On Friday, April 23, 2004, 3:37:34 PM, Jeff Chan wrote:
On Friday, April 23, 2004, 7:38:46 AM, Chris Santerre wrote:
This is where BigEvil may start going. I can change mine in 2 secs to use /\d00\dhosting/ but as soon as I do that, it will be removed from be.surbl.org. For obvious reasons they can't use wildcards. All signs point to me changing bigevil over to search for this kind of stuff, and simply add any static ones I have to ws.surbl.org. But will see.
This is where our philosophies clash slightly.
SURBLs just want a list of known spam domains.
SA rulesets with wildcards try to match entire possible/probable classes of domain names based on observing prior types of variation.
Both approaches have their merits.
For my purposes, I'd just prefer to get the domains that have already been found in spam.
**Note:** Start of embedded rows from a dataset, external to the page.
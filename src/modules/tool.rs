//! Runnable module instances
//!
//! A [`ToolModule`] binds a module's parameter store and validation policy to
//! the wrapped tool's location, its dependency resolver, and the collaborators
//! used to query packages, install them and spawn the tool.

use super::command::{CommandSynthesizer, Invocation};
use super::deps::{
    DependencyResolver, PackageInstaller, PackageQuery, PipBackend, Resolution, ResolverState,
};
use super::exec::{ExecuteOptions, LocalExecutor, ProcessExecutor};
use super::params::{Parameter, ParameterStore};
use super::{Module, ModuleError, ModuleOutput, ModuleResult};
use crate::config::Config;
use std::fmt;
use std::path::PathBuf;
use std::sync::Arc;
use tracing::{debug, info, warn};

/// A configured, runnable instance of a [`Module`]
///
/// Parameters are mutated through `&mut self`; clone the instance to give
/// each concurrent user its own copy.
#[derive(Clone)]
pub struct ToolModule {
    name: String,
    store: ParameterStore,
    synthesizer: CommandSynthesizer,
    resolver: DependencyResolver,
    query: Arc<dyn PackageQuery>,
    installer: Arc<dyn PackageInstaller>,
    executor: Arc<dyn ProcessExecutor>,
    strict: bool,
    exec_options: ExecuteOptions,
}

impl fmt::Debug for ToolModule {
    fn fmt(&self, f: &mut fmt::Formatter<'_>) -> fmt::Result {
        f.debug_struct("ToolModule")
            .field("name", &self.name)
            .field("store", &self.store)
            .field("synthesizer", &self.synthesizer)
            .field("resolver", &self.resolver)
            .field("strict", &self.strict)
            .finish_non_exhaustive()
    }
}

impl ToolModule {
    /// Create an instance with explicit interpreter and tools directory and
    /// the default pip/local collaborators
    pub fn new(
        module: &dyn Module,
        interpreter: impl Into<PathBuf>,
        tools_dir: impl Into<PathBuf>,
    ) -> Self {
        let interpreter = interpreter.into();
        let layout = module.layout(&tools_dir.into());

        let pip = Arc::new(PipBackend::new(interpreter.clone()));

        Self {
            name: module.name().to_string(),
            store: ParameterStore::with_specs(module.validation(), module.options()),
            synthesizer: CommandSynthesizer::new(interpreter, layout.script),
            resolver: DependencyResolver::new(module.name(), layout.requirements)
                .with_optional(layout.optional_requirements),
            query: pip.clone(),
            installer: pip,
            executor: Arc::new(LocalExecutor),
            strict: false,
            exec_options: ExecuteOptions::default(),
        }
    }

    /// Create an instance from loaded configuration
    pub fn from_config(module: &dyn Module, config: &Config) -> Self {
        let interpreter = match which::which(&config.python) {
            Ok(path) => path,
            Err(e) => {
                warn!(
                    "Cannot locate interpreter '{}' ({}), using it as given",
                    config.python, e
                );
                PathBuf::from(&config.python)
            }
        };

        let mut tool = Self::new(module, interpreter, &config.tools_dir).with_strict(config.strict);
        tool.resolver = tool
            .resolver
            .with_verify_after_install(config.verify_after_install)
            .with_install_timeout(config.install_timeout());
        tool.exec_options = tool.exec_options.with_timeout(config.exec_timeout());
        tool
    }

    pub fn with_query(mut self, query: Arc<dyn PackageQuery>) -> Self {
        self.query = query;
        self
    }

    pub fn with_installer(mut self, installer: Arc<dyn PackageInstaller>) -> Self {
        self.installer = installer;
        self
    }

    pub fn with_executor(mut self, executor: Arc<dyn ProcessExecutor>) -> Self {
        self.executor = executor;
        self
    }

    /// Abort `run` when dependency resolution reports any issue
    pub fn with_strict(mut self, strict: bool) -> Self {
        self.strict = strict;
        self
    }

    pub fn with_execute_options(mut self, options: ExecuteOptions) -> Self {
        self.exec_options = options;
        self
    }

    pub fn with_resolver(mut self, resolver: DependencyResolver) -> Self {
        self.resolver = resolver;
        self
    }

    pub fn name(&self) -> &str {
        &self.name
    }

    pub fn is_strict(&self) -> bool {
        self.strict
    }

    /// Set a parameter; rejected values leave the store untouched
    pub fn set(&mut self, name: &str, value: impl Into<String>) -> ModuleResult<()> {
        self.store.set(name, value)
    }

    pub fn get(&self, name: &str) -> Option<&Parameter> {
        self.store.get(name)
    }

    pub fn reset(&mut self, name: &str) -> ModuleResult<()> {
        self.store.reset(name)
    }

    pub fn params(&self) -> &ParameterStore {
        &self.store
    }

    pub fn dependency_state(&self) -> ResolverState {
        self.resolver.state()
    }

    /// Check the tool's requirements, installing missing packages
    pub fn check_reqs(&mut self) -> Resolution {
        self.resolver
            .check_reqs(self.query.as_ref(), self.installer.as_ref())
    }

    /// The argument vector `run` would execute with the current parameters
    pub fn invocation(&self) -> Invocation {
        self.synthesizer.synthesize(&self.store)
    }

    /// Dry run: report the invocation without resolving dependencies or
    /// spawning anything
    pub fn check(&self) -> ModuleOutput {
        let invocation = self.invocation();
        ModuleOutput::skipped(format!("Would run: {}", invocation)).with_invocation(&invocation)
    }

    /// Resolve dependencies, build the invocation and execute it
    pub fn run(&mut self) -> ModuleResult<ModuleOutput> {
        let resolution = self.check_reqs();

        if let Some(issue) = resolution.issues.first() {
            if self.strict {
                return Err(issue.to_error());
            }
            warn!(
                "Running {} with unresolved dependencies ({}): {}",
                self.name,
                resolution.state,
                issue.message()
            );
        }

        let invocation = self.invocation();
        info!("Running {}: {}", self.name, invocation);

        let result = self.executor.execute(&invocation, &self.exec_options)?;
        debug!("{} exited with {}", self.name, result.rc);

        if !result.success() {
            return Err(ModuleError::CommandFailed { result });
        }

        Ok(ModuleOutput::ok(format!("{} completed", self.name))
            .with_invocation(&invocation)
            .with_resolution(resolution)
            .with_command_output(result))
    }
}
//! Subcommands module for Armory CLI
//!
//! This module contains all the subcommand implementations.

pub mod check;
pub mod list;
pub mod run;
pub mod show;

use crate::cli::output::OutputFormatter;
use anyhow::Result;
use armory::config::Config;
use armory::modules::{ModuleRegistry, ToolModule};
use armory::Error;

/// Common context shared between commands
pub struct CommandContext {
    /// Configuration
    pub config: Config,
    /// Output formatter
    pub output: OutputFormatter,
    /// Available modules
    pub registry: ModuleRegistry,
}

impl CommandContext {
    /// Create a new command context from CLI arguments
    pub fn new(cli: &crate::cli::Cli, config: Config) -> Self {
        let output = OutputFormatter::new(!cli.no_color, cli.is_json(), cli.verbosity());

        Self {
            config,
            output,
            registry: ModuleRegistry::with_builtins(),
        }
    }

    /// Instantiate a module by name
    pub fn instantiate(&self, name: &str) -> armory::Result<ToolModule> {
        if !self.registry.contains(name) {
            return Err(Error::ModuleNotFound(name.to_string()));
        }
        Ok(self.registry.instantiate(name, &self.config)?)
    }

    /// Report an error and return its exit code
    pub fn fail(&self, err: &Error) -> i32 {
        self.output.negative(&err.to_string());
        err.exit_code()
    }
}

/// Parse a `name=value` assignment
pub fn parse_assignment(raw: &str) -> armory::Result<(&str, &str)> {
    match raw.split_once('=') {
        Some((name, value)) if !name.trim().is_empty() => Ok((name.trim(), value)),
        _ => Err(Error::InvalidAssignment(raw.to_string())),
    }
}

/// Trait for runnable commands
pub trait Runnable {
    /// Execute the command
    fn run(&self, ctx: &mut CommandContext) -> Result<i32>;
}
//! # Armory - validated wrapper modules for third-party attack tools
//!
//! Armory drives external command-line security tools through *modules*.
//! Each module declares the tool's parameters and how to validate them,
//! repairs the tool's Python dependencies when they are missing, builds the
//! command line from the accepted parameters, and runs the tool as a child
//! process.
//!
//! ## Core Concepts
//!
//! - **Parameter Store**: the validated key/value state of one module instance
//! - **Validation Registry**: per-parameter rules, with an accept-all fallback
//! - **Dependency Resolver**: checks a tool's requirements and installs
//!   missing packages, refusing to touch version conflicts
//! - **Command Synthesizer**: turns set parameters into an argument vector
//! - **Process Executor**: spawns the argument vector, never through a shell
//!
//! ## Architecture Overview
//!
//! ```text
//!   set(name, value) ──► ValidationRegistry ──► ParameterStore
//!                                                    │
//!   run() ──► DependencyResolver::check_reqs ──► CommandSynthesizer
//!                  │                                 │
//!         PackageQuery / PackageInstaller      ProcessExecutor
//! ```
//!
//! ## Quick Example
//!
//! ```rust,ignore
//! use armory::prelude::*;
//!
//! fn main() -> anyhow::Result<()> {
//!     let config = Config::load(None)?;
//!     let mut tool = ModuleRegistry::with_builtins().instantiate("rsactftool", &config)?;
//!
//!     tool.set("mode", "fermat")?;
//!     tool.set("publickey", "key.pub")?;
//!
//!     let output = tool.run()?;
//!     println!("{}", output.msg);
//!     Ok(())
//! }
//! ```

#![warn(clippy::all)]
#![allow(clippy::module_name_repetitions)]

pub mod prelude {
    //! Convenient re-exports of commonly used types and traits.

    pub use crate::config::Config;
    pub use crate::error::{Error, Result};
    pub use crate::modules::deps::{
        DependencyIssue, PackageInstaller, PackageQuery, PipBackend, QueryOutcome,
    };
    pub use crate::modules::{
        CommandResult, DependencyResolver, ExecuteOptions, Invocation, LocalExecutor, Module,
        ModuleError, ModuleOutput, ModuleRegistry, ModuleResult, ProcessExecutor, Resolution,
        ResolverState, ToolModule, ValidationRegistry, Verdict,
    };
}

/// Configuration loading: files, then environment overrides.
pub mod config;

/// Error types and result aliases for Armory operations.
pub mod error;

/// Module trait, registry, and the building blocks of a runnable module.
pub mod modules;

pub use error::{Error, Result};

/// Version of the armory crate
pub const VERSION: &str = env!("CARGO_PKG_VERSION");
I acknowledge that that doesn't have the predictive value of the class approach, but it also makes FPs less possible in principle. (Though in reality it's not very likely that any legitimate sites are suddenly going to start using rxmeds1.com, rxmeds2.com, rxmeds3.com, etc.)
I should amend this: SURBLs don't care what domains are in them. be.surbl.org handles most of the wildcarded domains from BigEvil.cf and MidEvil.cf just fine.
It's only the more complex ones with fancier patterns than simple alternation that are not expanded into separate domain names by expand_regex.pl.
Still, in cases where the resulting patterns are too large to expand into all possible domains, I'd prefer to get a list of the actual reported ones, for use in be.surbl.org, instead of discarding them.
Jeff C.